Овцын послушал, как бесится метель за палисадом тюремным, и краюху теплого хлеба окунул щедро в солонку.
— Ну а книжки, княжна Лексеевна, читаете ли от скуки?
— Еще чего! Мы и на Москве-то от книжек бегали.
— Куда же бегали? — хмыкнул Овцын.
— А у нас забот было немало. По охотам с царем езживали, по лесам зверя травили… Опять же — балы! Мы очень занятые были!
— А-а… Ну, я до таких забав не охотник… По мне, так дом хорош тот, в коем книги сыщутся. У меня в дому родном полочка имеется. Я на нее книги собираю. Ныне вот, коли в Туруханск прорвусь на «Тоболе», дела по экспедиции сдам, жалованье получу… и Плутарха куплю себе! Читали?
— Слышала, что был такой сочинитель. Но… не девичье это дело Плутархами себе голову забивать. Вон Наташка у нас, та книгочейная… Раз иду, а она ревет, слезами обмывается. «Чего ревешь-то, дура?» — я ее спрашиваю. А она мне говорит: «Изнылась я тут… без книжек, без готовальни моей». Ну не дура ли?
И вдруг Катька горячо зашептала на ухо Овцыну:
— А едина книга в острогу нашем сыщется… Сколь уж раз из канцелярии Тайной сыщики наезживали, сколь добра от нас разного выгребли! Все искали… на царя намек, на мово суженого. Да книжицу ту заветную спасла я… Сейчас покажу ее по секрету!
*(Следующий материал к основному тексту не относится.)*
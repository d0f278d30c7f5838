use axum::{
    Extension, Json,
    extract::State,
    http::StatusCode,
    response::IntoResponse,
};
use tracing::info;

use roster_db::{Database, JoinOutcome};
use roster_types::api::{
    CreateClassroomRequest, JoinClassroomRequest, JoinClassroomResponse, JoinStatus,
};
use roster_types::{Classroom, Principal, Role, User};

use crate::access::{owned_classroom, require_role};
use crate::error::AppError;
use crate::extractors::{AppJson, AppPath};
use crate::middleware::Caller;
use crate::state::{AppState, blocking};

const MAX_NAME_LEN: usize = 150;

pub fn create_classroom(db: &Database, caller: &impl Principal, name: &str) -> Result<Classroom, AppError> {
    require_role(caller, Role::Teacher)?;

    let name = name.trim();
    if name.is_empty() || name.chars().count() > MAX_NAME_LEN {
        return Err(AppError::Validation(format!(
            "classroom name must be 1-{} characters",
            MAX_NAME_LEN
        )));
    }

    let class = db.create_classroom(caller.id(), name)?;
    info!(classroom_id = class.id, teacher_id = caller.id(), "created classroom {}", class.name);
    Ok(class)
}

/// Teachers see the classrooms they own, students the ones they joined.
pub fn list_classrooms(db: &Database, caller: &impl Principal) -> Result<Vec<Classroom>, AppError> {
    Ok(match caller.role() {
        Role::Teacher => db.list_classrooms_for_teacher(caller.id())?,
        Role::Student => db.list_classrooms_for_student(caller.id())?,
    })
}

pub fn join_classroom(db: &Database, caller: &impl Principal, code: &str) -> Result<JoinOutcome, AppError> {
    require_role(caller, Role::Student)?;

    let outcome = db.join_classroom(caller.id(), code)?;
    match &outcome {
        JoinOutcome::Joined(e) => info!(student_id = e.student_id, classroom_id = e.class_id, "joined classroom"),
        JoinOutcome::AlreadyEnrolled(_) => {}
        JoinOutcome::UnknownCode => info!(student_id = caller.id(), "join code matched no classroom"),
    }
    Ok(outcome)
}

pub fn list_students(db: &Database, caller: &impl Principal, classroom_id: i64) -> Result<Vec<User>, AppError> {
    let class = owned_classroom(db, caller, classroom_id)?;
    Ok(db.list_students(class.id)?)
}

// -- Handlers --

pub async fn create(
    State(state): State<AppState>,
    Extension(caller): Extension<Caller>,
    AppJson(req): AppJson<CreateClassroomRequest>,
) -> Result<impl IntoResponse, AppError> {
    let class = blocking(&state, move |s| create_classroom(&s.db, &caller, &req.name)).await?;
    Ok((StatusCode::CREATED, Json(class)))
}

pub async fn list(
    State(state): State<AppState>,
    Extension(caller): Extension<Caller>,
) -> Result<Json<Vec<Classroom>>, AppError> {
    let classes = blocking(&state, move |s| list_classrooms(&s.db, &caller)).await?;
    Ok(Json(classes))
}

pub async fn join(
    State(state): State<AppState>,
    Extension(caller): Extension<Caller>,
    AppJson(req): AppJson<JoinClassroomRequest>,
) -> Result<Json<JoinClassroomResponse>, AppError> {
    let outcome = blocking(&state, move |s| join_classroom(&s.db, &caller, &req.code)).await?;

    let status = match outcome {
        JoinOutcome::Joined(_) => JoinStatus::Joined,
        JoinOutcome::AlreadyEnrolled(_) => JoinStatus::AlreadyEnrolled,
        JoinOutcome::UnknownCode => JoinStatus::UnknownCode,
    };
    Ok(Json(JoinClassroomResponse {
        status,
        classroom_id: outcome.enrollment().map(|e| e.class_id),
    }))
}

pub async fn students(
    State(state): State<AppState>,
    AppPath(classroom_id): AppPath<i64>,
    Extension(caller): Extension<Caller>,
) -> Result<Json<Vec<User>>, AppError> {
    let users = blocking(&state, move |s| list_students(&s.db, &caller, classroom_id)).await?;
    Ok(Json(users))
}

#[cfg(test)]
mod tests {
    use super::*;

    fn setup() -> (Database, User, User) {
        let db = Database::open_in_memory().unwrap();
        let teacher = db.create_user("teacher", "h", Role::Teacher).unwrap();
        let student = db.create_user("student", "h", Role::Student).unwrap();
        (db, teacher, student)
    }

    #[test]
    fn only_teachers_create_classrooms() {
        let (db, teacher, student) = setup();
        assert!(create_classroom(&db, &teacher, "Algebra").is_ok());
        assert!(matches!(
            create_classroom(&db, &student, "Algebra"),
            Err(AppError::Unauthorized)
        ));
        assert!(matches!(
            create_classroom(&db, &teacher, "   "),
            Err(AppError::Validation(_))
        ));
    }

    #[test]
    fn only_students_join() {
        let (db, teacher, student) = setup();
        let class = create_classroom(&db, &teacher, "Algebra").unwrap();

        assert!(matches!(
            join_classroom(&db, &teacher, &class.join_code),
            Err(AppError::Unauthorized)
        ));
        assert!(matches!(
            join_classroom(&db, &student, &class.join_code).unwrap(),
            JoinOutcome::Joined(_)
        ));
        assert!(matches!(
            join_classroom(&db, &student, &class.join_code).unwrap(),
            JoinOutcome::AlreadyEnrolled(_)
        ));
        assert_eq!(
            join_classroom(&db, &student, "BADCODE1").unwrap(),
            JoinOutcome::UnknownCode
        );
    }

    #[test]
    fn listing_is_scoped_by_role() {
        let (db, teacher, student) = setup();
        let other = db.create_user("other", "h", Role::Teacher).unwrap();
        let mine = create_classroom(&db, &teacher, "Algebra").unwrap();
        create_classroom(&db, &other, "History").unwrap();

        assert_eq!(list_classrooms(&db, &teacher).unwrap(), vec![mine.clone()]);
        assert!(list_classrooms(&db, &student).unwrap().is_empty());

        join_classroom(&db, &student, &mine.join_code).unwrap();
        assert_eq!(list_classrooms(&db, &student).unwrap(), vec![mine.clone()]);

        let roster = list_students(&db, &teacher, mine.id).unwrap();
        assert_eq!(roster.iter().map(|u| u.id).collect::<Vec<_>>(), vec![student.id]);
        assert!(matches!(
            list_students(&db, &other, mine.id),
            Err(AppError::Unauthorized)
        ));
    }
}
И вынесла книжицу, что была в Киеве (при академии тамошней) печатана в 1730 году, а в книге описано подробно обручение Катькино с юным императором… Овцын повертел книжку в руках:
— Хотите, доброе дело для вас сделаю?
— На добро ваше и своим добром платить стану…
Овцын книжицу (на Руси ныне запретную) взял да в печку сунул. Порушенная тут завыла — в голос, а Митенька еще кочергой в печи помешал, чтобы огонь сожрал эту книжку поскорее.
— Не с того ли плачете, княжна? — спросил он Катьку.
— Не с того, сударь… Прошлое-то пущай гиштория ворошит. А мне одни срам да тоска остались. Ох, мой миленькой! Чернобровенький-то ты какой… погибель моя! Да нешто не видишь, что изнылась я? Возлюби ты меня, сироту горемычную…
Дунуло за окнами, сыпануло по стеклам горохом снежным.
— Чего уж там скрываться мне! — сказала княжна Долгорукая. — Знай истину: люб ты мне… люблю!
И встала она рядом с ним, сама высоченная, копнища густых волос сверкала в потемках, вся жемчугами унизана.